▶ Data to examine
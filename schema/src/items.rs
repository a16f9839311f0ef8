use serde::{Deserialize, Serialize};
use strum::EnumIter;

/// Every item the Frontier hands out, sells, or lets a Pokemon hold.
#[derive(Debug, Clone, Copy, PartialEq, Eq, PartialOrd, Ord, Hash, Serialize, Deserialize, EnumIter)]
pub enum Item {
    // Berries
    CheriBerry,
    ChestoBerry,
    PechaBerry,
    RawstBerry,
    AspearBerry,
    LeppaBerry,
    OranBerry,
    PersimBerry,
    LumBerry,
    SitrusBerry,

    // Battle items
    XAttack,
    XDefend,
    XSpAtk,
    XSpDef,
    XSpeed,
    XAccuracy,

    // Hold items
    FocusBand,
    FocusSash,
    Leftovers,
    ShellBell,
    KingsRock,
    QuickClaw,
    PowerHerb,
    Metronome,
    LightClay,
    GripClaw,
    BigRoot,
    ToxicOrb,
    FlameOrb,
    LightBall,
    ThickClub,
    WhiteHerb,
    BrightPowder,
    ScopeLens,
    WideLens,
    ZoomLens,
    ChoiceBand,
    ChoiceSpecs,
    ChoiceScarf,
    MuscleBand,
    WiseGlasses,
    ExpertBelt,
    LifeOrb,

    // Special
    AbilityCapsule,
    BottleCap,
    GoldBottleCap,

    // Medicine
    Potion,
    SuperPotion,
    HyperPotion,
    MaxPotion,
    FullRestore,
    FullHeal,
    Revive,
    MaxRevive,
    Ether,
    MaxEther,
    Elixir,
    MaxElixir,
}

impl Item {
    pub fn name(&self) -> &'static str {
        use Item::*;
        match self {
            CheriBerry => "Cheri Berry",
            ChestoBerry => "Chesto Berry",
            PechaBerry => "Pecha Berry",
            RawstBerry => "Rawst Berry",
            AspearBerry => "Aspear Berry",
            LeppaBerry => "Leppa Berry",
            OranBerry => "Oran Berry",
            PersimBerry => "Persim Berry",
            LumBerry => "Lum Berry",
            SitrusBerry => "Sitrus Berry",
            XAttack => "X Attack",
            XDefend => "X Defend",
            XSpAtk => "X Sp. Atk",
            XSpDef => "X Sp. Def",
            XSpeed => "X Speed",
            XAccuracy => "X Accuracy",
            FocusBand => "Focus Band",
            FocusSash => "Focus Sash",
            Leftovers => "Leftovers",
            ShellBell => "Shell Bell",
            KingsRock => "King's Rock",
            QuickClaw => "Quick Claw",
            PowerHerb => "Power Herb",
            Metronome => "Metronome",
            LightClay => "Light Clay",
            GripClaw => "Grip Claw",
            BigRoot => "Big Root",
            ToxicOrb => "Toxic Orb",
            FlameOrb => "Flame Orb",
            LightBall => "Light Ball",
            ThickClub => "Thick Club",
            WhiteHerb => "White Herb",
            BrightPowder => "Bright Powder",
            ScopeLens => "Scope Lens",
            WideLens => "Wide Lens",
            ZoomLens => "Zoom Lens",
            ChoiceBand => "Choice Band",
            ChoiceSpecs => "Choice Specs",
            ChoiceScarf => "Choice Scarf",
            MuscleBand => "Muscle Band",
            WiseGlasses => "Wise Glasses",
            ExpertBelt => "Expert Belt",
            LifeOrb => "Life Orb",
            AbilityCapsule => "Ability Capsule",
            BottleCap => "Bottle Cap",
            GoldBottleCap => "Gold Bottle Cap",
            Potion => "Potion",
            SuperPotion => "Super Potion",
            HyperPotion => "Hyper Potion",
            MaxPotion => "Max Potion",
            FullRestore => "Full Restore",
            FullHeal => "Full Heal",
            Revive => "Revive",
            MaxRevive => "Max Revive",
            Ether => "Ether",
            MaxEther => "Max Ether",
            Elixir => "Elixir",
            MaxElixir => "Max Elixir",
        }
    }

    pub fn is_berry(&self) -> bool {
        use Item::*;
        matches!(
            self,
            CheriBerry
                | ChestoBerry
                | PechaBerry
                | RawstBerry
                | AspearBerry
                | LeppaBerry
                | OranBerry
                | PersimBerry
                | LumBerry
                | SitrusBerry
        )
    }

    pub fn is_medicine(&self) -> bool {
        use Item::*;
        matches!(
            self,
            Potion
                | SuperPotion
                | HyperPotion
                | MaxPotion
                | FullRestore
                | FullHeal
                | Revive
                | MaxRevive
                | Ether
                | MaxEther
                | Elixir
                | MaxElixir
        )
    }
}

impl std::fmt::Display for Item {
    fn fmt(&self, f: &mut std::fmt::Formatter<'_>) -> std::fmt::Result {
        f.write_str(self.name())
    }
}
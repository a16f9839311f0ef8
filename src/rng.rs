//! Randomness source shared by every Frontier facility.
//!
//! Tests hand in a fixed list of outcomes so whole sessions replay the same
//! way; the game uses a `StdRng`, either seeded or drawn from the thread rng.

use rand::rngs::StdRng;
use rand::{Rng, SeedableRng};

#[derive(Debug, Clone)]
enum Source {
    Scripted { outcomes: Vec<u32>, index: usize },
    Std(StdRng),
}

#[derive(Debug, Clone)]
pub struct FrontierRng {
    source: Source,
}

impl FrontierRng {
    /// Replays `outcomes` in order, wrapping around once exhausted.
    /// Each value is reduced modulo the requested range.
    pub fn new_for_test(outcomes: Vec<u32>) -> Self {
        Self {
            source: Source::Scripted { outcomes, index: 0 },
        }
    }

    pub fn new_random() -> Self {
        let mut thread_rng = rand::rng();
        Self {
            source: Source::Std(StdRng::from_rng(&mut thread_rng)),
        }
    }

    pub fn from_seed(seed: u64) -> Self {
        Self {
            source: Source::Std(StdRng::seed_from_u64(seed)),
        }
    }

    fn next_raw(&mut self, reason: &str, bound: u32) -> u32 {
        let value = match &mut self.source {
            Source::Scripted { outcomes, index } => {
                if outcomes.is_empty() {
                    0
                } else {
                    let outcome = outcomes[*index % outcomes.len()];
                    *index += 1;
                    outcome % bound
                }
            }
            Source::Std(rng) => rng.random_range(0..bound),
        };
        tracing::trace!(target: "frontier.rng", reason, value, bound, "rng consumed");
        value
    }

    /// Uniform value in `0..bound`. Returns 0 for an empty range.
    pub fn below(&mut self, reason: &str, bound: usize) -> usize {
        if bound == 0 {
            return 0;
        }
        self.next_raw(reason, bound as u32) as usize
    }

    /// Uniform value in `low..=high`.
    pub fn range_inclusive(&mut self, reason: &str, low: u32, high: u32) -> u32 {
        if high <= low {
            return low;
        }
        low + self.next_raw(reason, high - low + 1)
    }

    /// Percentage roll in `1..=100`.
    pub fn percent(&mut self, reason: &str) -> u8 {
        (self.next_raw(reason, 100) + 1) as u8
    }

    /// True with probability `chance` percent.
    pub fn chance(&mut self, reason: &str, chance: u8) -> bool {
        self.percent(reason) <= chance
    }

    pub fn coin_flip(&mut self, reason: &str) -> bool {
        self.below(reason, 2) == 0
    }

    pub fn choose<'a, T>(&mut self, reason: &str, items: &'a [T]) -> Option<&'a T> {
        if items.is_empty() {
            return None;
        }
        let index = self.below(reason, items.len());
        items.get(index)
    }

    /// Index picked with probability proportional to its weight.
    /// `None` when every weight is zero.
    pub fn weighted_index(&mut self, reason: &str, weights: &[u32]) -> Option<usize> {
        let total: u64 = weights.iter().map(|&w| w as u64).sum();
        if total == 0 {
            return None;
        }
        let mut roll = self.next_raw(reason, total.min(u32::MAX as u64) as u32) as u64;
        for (index, &weight) in weights.iter().enumerate() {
            if roll < weight as u64 {
                return Some(index);
            }
            roll -= weight as u64;
        }
        weights.iter().rposition(|&w| w > 0)
    }

    pub fn shuffle<T>(&mut self, reason: &str, items: &mut [T]) {
        for i in (1..items.len()).rev() {
            let j = self.below(reason, i + 1);
            items.swap(i, j);
        }
    }
}

#[cfg(test)]
mod tests {
    use super::*;
    use pretty_assertions::assert_eq;

    #[test]
    fn test_scripted_values_wrap() {
        let mut rng = FrontierRng::new_for_test(vec![3, 1]);
        assert_eq!(rng.below("a", 10), 3);
        assert_eq!(rng.below("b", 10), 1);
        assert_eq!(rng.below("c", 10), 3);
    }

    #[test]
    fn test_scripted_values_reduced_into_range() {
        let mut rng = FrontierRng::new_for_test(vec![7]);
        assert_eq!(rng.below("a", 4), 3);
        assert_eq!(rng.percent("b"), 8);
    }

    #[test]
    fn test_weighted_index_skips_zero_weights() {
        let mut rng = FrontierRng::new_for_test(vec![0, 4]);
        assert_eq!(rng.weighted_index("w", &[0, 3, 2]), Some(1));
        assert_eq!(rng.weighted_index("w", &[0, 3, 2]), Some(2));
        assert_eq!(rng.weighted_index("w", &[0, 0]), None);
    }

    #[test]
    fn test_seeded_rng_is_reproducible() {
        let mut a = FrontierRng::from_seed(42);
        let mut b = FrontierRng::from_seed(42);
        let left: Vec<usize> = (0..10).map(|_| a.below("x", 1000)).collect();
        let right: Vec<usize> = (0..10).map(|_| b.below("x", 1000)).collect();
        assert_eq!(left, right);
    }
}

▶ Task prompt
Within the material above, find the lines that contain the word "MaxElixir"; copy them.

▶ Answer for this exercise
    MaxElixir,
            MaxElixir => "Max Elixir",
                | MaxElixir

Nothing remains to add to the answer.